I hesitate to describe The Martian as even being science fiction. It feels more like it is Gothic to me because of its supernatural theme. Yes, there is a Martian, but overall, it’s a realistic novel with a little Gothic burst of energy to it—not Gothic in the sense of it being at all scary—but simply having a supernatural bent to it. Of course, it is also a novel masquerading as a biography.
The Martian is narrated by Robert Maurice, who is the lifelong friend of the late Barty Josselin, presumed to be the greatest literary genius of the nineteenth century, and Maurice is going to reveal to us “the strange secret of that genius.” Literary critics have complained that the novel wanders about, is full of digressions, and is only valuable for its depiction of “la vie de bohême.” Little critical attention has been paid to the novel’s supernatural elements, and when it is, it is often misinterpreted.
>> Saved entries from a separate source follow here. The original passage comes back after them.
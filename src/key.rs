use serde::{Deserialize, Serialize};
use std::fmt;

/// Identifies one cache line.
///
/// Keys are derived from a resource type and a scope, e.g. `products_acme`,
/// `product_42_acme` or `config_acme`. Comparison is case-sensitive.
#[derive(Debug, Clone, PartialEq, Eq, Hash, PartialOrd, Ord, Serialize, Deserialize)]
#[serde(transparent)]
pub struct CacheKey(String);

impl CacheKey {
    /// Build a key from a resource type and its scope: `{resource}_{scope}`.
    pub fn new(resource: &str, scope: &str) -> Self {
        CacheKey(format!("{}_{}", resource, scope))
    }

    /// Product listing of a store.
    pub fn products(subdomain: &str) -> Self {
        Self::new("products", subdomain)
    }

    /// A single product of a store.
    pub fn product(id: impl fmt::Display, subdomain: &str) -> Self {
        CacheKey(format!("product_{}_{}", id, subdomain))
    }

    /// Store configuration.
    pub fn config(subdomain: &str) -> Self {
        Self::new("config", subdomain)
    }

    pub fn as_str(&self) -> &str {
        &self.0
    }
}

impl fmt::Display for CacheKey {
    fn fmt(&self, f: &mut fmt::Formatter<'_>) -> fmt::Result {
        f.write_str(&self.0)
    }
}

impl From<&str> for CacheKey {
    fn from(raw: &str) -> Self {
        CacheKey(raw.to_string())
    }
}

impl From<String> for CacheKey {
    fn from(raw: String) -> Self {
        CacheKey(raw)
    }
}

impl AsRef<str> for CacheKey {
    fn as_ref(&self) -> &str {
        &self.0
    }
}

#[cfg(test)]
mod tests {
    use super::*;

    #[test]
    fn test_resource_keys() {
        assert_eq!(CacheKey::products("acme").as_str(), "products_acme");
        assert_eq!(CacheKey::product(42, "acme").as_str(), "product_42_acme");
        assert_eq!(CacheKey::config("acme").as_str(), "config_acme");
    }

    #[test]
    fn test_keys_are_case_sensitive() {
        assert_ne!(CacheKey::products("Acme"), CacheKey::products("acme"));
    }

    #[test]
    fn test_serializes_as_plain_string() {
        let json = serde_json::to_string(&CacheKey::config("acme")).unwrap();
        assert_eq!(json, "\"config_acme\"");
    }
}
For example, Wikipedia quotes a passage from the novel saying that it refers to Swedenborg, but there is no reference in the entire book to Swedenborg, and the passage quoted actually refers to Barty. Whether or not Swedenborg’s theories had any influence on the novel, I do not know, although it seems possible, but such broad comments should not be made out of context.
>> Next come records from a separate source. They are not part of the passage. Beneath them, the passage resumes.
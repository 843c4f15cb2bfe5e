use std::collections::HashMap;
use std::panic::{AssertUnwindSafe, catch_unwind};
use std::sync::{Arc, Mutex, MutexGuard, Weak};

use crate::error::CacheError;
use crate::key::CacheKey;

/// What subscribers receive whenever the state of a key changes.
#[derive(Debug, Clone, PartialEq)]
pub struct Update<T> {
    /// Latest known data, `None` if there is nothing to show.
    pub data: Option<T>,
    /// The error of the last fetch, if it failed.
    pub error: Option<CacheError>,
    /// Whether a fetch for the key is under way.
    pub is_validating: bool,
}

pub type Callback<T> = Arc<dyn Fn(&Update<T>) + Send + Sync>;

struct RegistryState<T> {
    next_id: u64,
    subscribers: HashMap<CacheKey, HashMap<u64, Callback<T>>>,
}

/// Per-key sets of subscriber callbacks.
pub struct SubscriberRegistry<T> {
    state: Arc<Mutex<RegistryState<T>>>,
}

impl<T> Clone for SubscriberRegistry<T> {
    fn clone(&self) -> Self {
        SubscriberRegistry {
            state: Arc::clone(&self.state),
        }
    }
}

impl<T> Default for SubscriberRegistry<T>
where
    T: Send + 'static,
{
    fn default() -> Self {
        Self::new()
    }
}

fn lock<T>(state: &Mutex<RegistryState<T>>) -> MutexGuard<'_, RegistryState<T>> {
    state.lock().unwrap_or_else(|poisoned| poisoned.into_inner())
}

impl<T> SubscriberRegistry<T>
where
    T: Send + 'static,
{
    pub fn new() -> Self {
        SubscriberRegistry {
            state: Arc::new(Mutex::new(RegistryState {
                next_id: 0,
                subscribers: HashMap::new(),
            })),
        }
    }

    /// Register `callback` for updates of `key`.
    ///
    /// The returned handle unsubscribes when [`Subscription::unsubscribe`] is called or
    /// when it is dropped.
    pub fn subscribe(&self, key: &CacheKey, callback: Callback<T>) -> Subscription {
        let id = {
            let mut state = lock(&self.state);
            let id = state.next_id;
            state.next_id += 1;
            state
                .subscribers
                .entry(key.clone())
                .or_default()
                .insert(id, callback);
            id
        };

        let weak: Weak<Mutex<RegistryState<T>>> = Arc::downgrade(&self.state);
        let key = key.clone();
        Subscription {
            cancel: Some(Box::new(move || {
                let Some(state) = weak.upgrade() else {
                    return;
                };
                let mut state = lock(&state);
                if let Some(set) = state.subscribers.get_mut(&key) {
                    set.remove(&id);
                    if set.is_empty() {
                        state.subscribers.remove(&key);
                    }
                }
            })),
        }
    }

    /// Deliver `update` to every subscriber of `key` and return how many received it.
    ///
    /// A panicking callback is logged and skipped; the others are still called.
    pub fn notify(&self, key: &CacheKey, update: Update<T>) -> usize {
        // Callbacks run outside the lock so they may subscribe or unsubscribe.
        let callbacks: Vec<Callback<T>> = match lock(&self.state).subscribers.get(key) {
            Some(set) => set.values().cloned().collect(),
            None => return 0,
        };

        let mut delivered = 0;
        for callback in callbacks {
            match catch_unwind(AssertUnwindSafe(|| callback(&update))) {
                Ok(()) => delivered += 1,
                Err(_) => tracing::warn!("Subscriber panicked while handling key={}", key),
            }
        }
        delivered
    }

    /// Keys with at least one subscriber.
    pub fn keys(&self) -> Vec<CacheKey> {
        lock(&self.state).subscribers.keys().cloned().collect()
    }

    pub fn subscriber_count(&self, key: &CacheKey) -> usize {
        lock(&self.state)
            .subscribers
            .get(key)
            .map(HashMap::len)
            .unwrap_or(0)
    }

    pub fn has_subscribers(&self, key: &CacheKey) -> bool {
        self.subscriber_count(key) > 0
    }
}

/// Handle returned by `subscribe`.
#[must_use = "dropping a Subscription unsubscribes immediately"]
pub struct Subscription {
    cancel: Option<Box<dyn FnOnce() + Send>>,
}

impl Subscription {
    /// Stop receiving updates.
    pub fn unsubscribe(mut self) {
        if let Some(cancel) = self.cancel.take() {
            cancel();
        }
    }
}

impl Drop for Subscription {
    fn drop(&mut self) {
        if let Some(cancel) = self.cancel.take() {
            cancel();
        }
    }
}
The novel traces the friendship of Maurice and Barty throughout their years at a boy’s school in France and into their early adulthood as Barty tries to become a painter. Barty is remarkable throughout his youth for a certain charisma he has, as well as enhanced senses of sight, smell, etc. and a strange ability always to know in which direction north lies. At one point in their youth, Maurice asks Barty whether he has a “special friend above” but Barty only tells him that if he asks no questions, he will hear no lies. It is not until nearly halfway through the novel that these strange abilities of Barty’s are explained. I refer to the novel as Gothic largely because these enhanced senses are typically those that characters such as vampires or other supernatural characters would have, but how Barty acquired these abilities is where the novel crosses genre lines.
When Barty begins to lose his eyesight, he contemplates suicide, but then he wakes one day to find a letter beside his bed that he physically wrote while sleeping but which claims to be from a being named Martia. Martia says she (her sex isn’t clear at first) has inhabited many human and animal life forms before deciding that Barty was her favorite and she would inhabit him, which she has done since his childhood. She can do little to help him but is devoted to him and gives him his advanced sensory powers. As time goes on, Barty learns Martia’s entire story. Martia has gone through countless incarnations on Mars from the lowest to highest forms of life, but she only remembers her last incarnation as a woman. Barty has often remembered having dreams of being around mermaid-like people, and now he understands that is because Martians are amphibious. In time, Martia came to earth in a shower of shooting stars and after spending a century inhabiting various people and animals, she decided to remain in Barty.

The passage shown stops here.